Harman Becker Automotive Systems GmbH, commonly known as Becker, is a manufacturer of automotive electronic equipment. It is part of the car division of the American manufacturing company, Harman International Industries, a subsidiary of South Korean company Samsung Electronics.

History 
The present company goes back to the German car radio and navigation systems manufacturer, Becker. This firm was founded in 1949 from a repair workshop in the Baden town of Pforzheim. Its founder was  (died 1983). In 1953 the first car radio with automatic search for stations was launched. In 1955 Becker started manufacturing aircraft radios. In 1987 Becker launched a CD car receiver. In 1995, the US concern, Harman International, took over the firm (apart from the aircraft avionics division, Becker Flugfunkwerke GmbH (later Becker Avionics, which as of 2016 remained under the control of Roland Becker, the son of the founder)). At the time Becker had 1,300 employees and two plants. 

The company, with its head office in Karlsbad near Karlsruhe and other bases in the USA and Hungary, developed and integrated complete infotainment systems worldwide. Its product range runs from navigation systems, voice control and human-machine interfaces to audio and entertainment technologies.
From its earliest days, Harman Becker Automotive Systems was a supplier to Mercedes-Benz, but also supplies other marques such as Audi, Peugeot, Hyundai and also Luxury Marques Ferrari, Rolls-Royce, BMW and MINI. Worldwide, Harman Becker has 28 bases in Germany, USA, Great Britain, France, Sweden, Hungary, Canada, Mexico, South Africa (to 2008), Japan, South Korea and China. Since 11 January 2010 Harman Becker Automotive Systems has pulled out of the market for mobile navigation. The trademarks Becker Traffic Assist, Becker Traffic Assist Pro etc. were transferred to United Navigation. Under the latter's roof, the brands Falk and Becker continue to run.

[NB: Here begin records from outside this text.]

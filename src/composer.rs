//! Response composition
//!
//! Fixed replies for greetings, self-introduction and unclear moods; an LLM
//! reflection for verses, with a templated reflection when the LLM fails.

use std::sync::Arc;
use tracing::{debug, warn};

use crate::gemini::LanguageModel;
use crate::history::ConversationTurn;
use crate::mapping;
use crate::models::{Category, MoodLabel, Verse, VerseOrigin, VerseSelection};

pub const GREETING_MESSAGE: &str = "Assalamu Alaikum! I am your Quran Mood Agent. Tell me how you're feeling, and I'll find a relevant Quranic verse for you.";

pub const IDENTITY_MESSAGE: &str = "I am the Quran Mood Agent. Share how you're feeling and I'll suggest a verse from the Quran that speaks to that mood, along with a short reflection on why it fits.";

pub const CLARIFICATION_MESSAGE: &str = "I couldn't understand your mood. Please try expressing it more clearly, for example \"I feel anxious\" or \"I'm grateful today\", so I can find a relevant Quran quote.";

const PERSONA: &str = "You are a compassionate and knowledgeable Quranic assistant. Your primary \
goal is to provide comfort, guidance, and relevant Quranic verses to users based on their \
emotional state. Keep responses empathetic and concise: one short paragraph, no headings, \
and do not quote other verses.";

pub struct ResponseComposer {
    llm: Arc<dyn LanguageModel>,
}

impl ResponseComposer {
    pub fn new(llm: Arc<dyn LanguageModel>) -> Self {
        Self { llm }
    }

    /// Explain how the selected verse speaks to the user's mood.
    pub async fn explain(
        &self,
        mood: MoodLabel,
        category: Option<Category>,
        user_message: &str,
        selection: &VerseSelection,
        history: &[ConversationTurn],
    ) -> String {
        let prompt = build_prompt(mood, category, user_message, selection);
        debug!("Explanation prompt: {}", prompt);

        match self.llm.generate(PERSONA, history, &prompt).await {
            Ok(text) if !text.trim().is_empty() => text.trim().to_string(),
            Ok(_) => {
                warn!("LLM returned an empty explanation, using template");
                templated_explanation(mood, &selection.verse)
            }
            Err(e) => {
                warn!("Explanation generation failed, using template: {}", e);
                templated_explanation(mood, &selection.verse)
            }
        }
    }
}

fn build_prompt(
    mood: MoodLabel,
    category: Option<Category>,
    user_message: &str,
    selection: &VerseSelection,
) -> String {
    let mut prompt = format!(
        "The user is feeling {} because they said: \"{}\".\n",
        mood, user_message
    );

    match (selection.origin, category) {
        (VerseOrigin::CategoryMatch, Some(category)) => {
            prompt.push_str(&format!(
                "Here is a Quranic verse on the theme of {} (related themes: {}): {}.\n",
                category,
                mapping::themes_for(mood).join(", "),
                selection.verse
            ));
            prompt.push_str(&format!(
                "Explain in one short paragraph how this verse addresses someone feeling {}.",
                mood
            ));
        }
        _ => {
            prompt.push_str(&format!(
                "Here is a Quranic verse: {}.\n\
                 It was not chosen specifically for this mood. \
                 Explain in one short paragraph how it can still be relevant or comforting to someone feeling {}.",
                selection.verse, mood
            ));
        }
    }

    prompt
}

/// Reflection used when the LLM is unavailable.
pub fn templated_explanation(mood: MoodLabel, verse: &Verse) -> String {
    format!(
        "I couldn't prepare a tailored reflection right now, but here is something to hold on to while you're feeling {}: {}. \
         Take a quiet moment with these words and let them remind you that you are not alone in what you feel.",
        mood, verse
    )
}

Since 2008, as part of the strategy of its parent concern, Harman International, the company's divisions have been increasingly based in low-wage economies, so that the number of employees in its German facilities dropped from 3,800 in 2008 to 2,250 in 2013. The company sites in Hechingen, Villingen-Schwenningen, Schaidt and Hamburg (leading development of navigation software Innovative Systems, sold in 2008 to Neusoft China as Neusoft Technology Solutions) were closed down or sold off.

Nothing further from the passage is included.